■ Assigned task
Return all of the entries exactly as written.

[Start of Attachment]

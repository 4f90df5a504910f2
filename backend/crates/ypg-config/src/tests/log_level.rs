use crate::{Config, LogLevel};
use crate::tests::{EnvGuard, setup_config_dir};

use std::str::FromStr;

use log::LevelFilter;
use serial_test::serial;

#[test]
fn test_known_levels_parse_case_insensitively() {
    assert_eq!(LogLevel::from_str("DEBUG").unwrap().0, LevelFilter::Debug);
    assert_eq!(LogLevel::from_str("warn").unwrap().0, LevelFilter::Warn);
    assert_eq!(LogLevel::from_str("off").unwrap().0, LevelFilter::Off);
}

#[test]
fn test_unknown_level_defaults_to_info() {
    assert_eq!(LogLevel::from_str("loud").unwrap().0, LevelFilter::Info);
}

#[test]
#[serial]
fn given_level_in_toml_when_load_then_applied() {
    let (temp, _guard) = setup_config_dir();
    std::fs::write(
        temp.path().join("config.toml"),
        "[logging]\nlevel = \"trace\"\n",
    )
    .unwrap();

    let config = Config::load().unwrap();

    assert_eq!(*config.logging.level, LevelFilter::Trace);
}

#[test]
#[serial]
fn given_level_env_override_when_load_then_applied() {
    let _temp = setup_config_dir();
    let _level = EnvGuard::set("YPG_LOG_LEVEL", "error");

    let config = Config::load().unwrap();

    assert_eq!(*config.logging.level, LevelFilter::Error);
}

[End of Attachment]

■ Finished exercise
repository 4f90df5a504910f2
filename backend/crates/ypg-config/src/tests/log_level.rs
use crate::{Config, LogLevel};
use crate::tests::{EnvGuard, setup_config_dir};

use std::str::FromStr;

use log::LevelFilter;
use serial_test::serial;

#[test]
fn test_known_levels_parse_case_insensitively() {
    assert_eq!(LogLevel::from_str("DEBUG").unwrap().0, LevelFilter::Debug);
    assert_eq!(LogLevel::from_str("warn").unwrap().0, LevelFilter::Warn);
    assert_eq!(LogLevel::from_str("off").unwrap().0, LevelFilter::Off);
}

#[test]
fn test_unknown_level_defaults_to_info() {
    assert_eq!(LogLevel::from_str("loud").unwrap().0, LevelFilter::Info);
}

#[test]
#[serial]
fn given_level_in_toml_when_load_then_applied() {
    let (temp, _guard) = setup_config_dir();
    std::fs::write(
        temp.path().join("config.toml"),
        "[logging]\nlevel = \"trace\"\n",
    )
    .unwrap();

    let config = Config::load().unwrap();

    assert_eq!(*config.logging.level, LevelFilter::Trace);
}

#[test]
#[serial]
fn given_level_env_override_when_load_then_applied() {
    let _temp = setup_config_dir();
    let _level = EnvGuard::set("YPG_LOG_LEVEL", "error");

    let config = Config::load().unwrap();

    assert_eq!(*config.logging.level, LevelFilter::Error);
}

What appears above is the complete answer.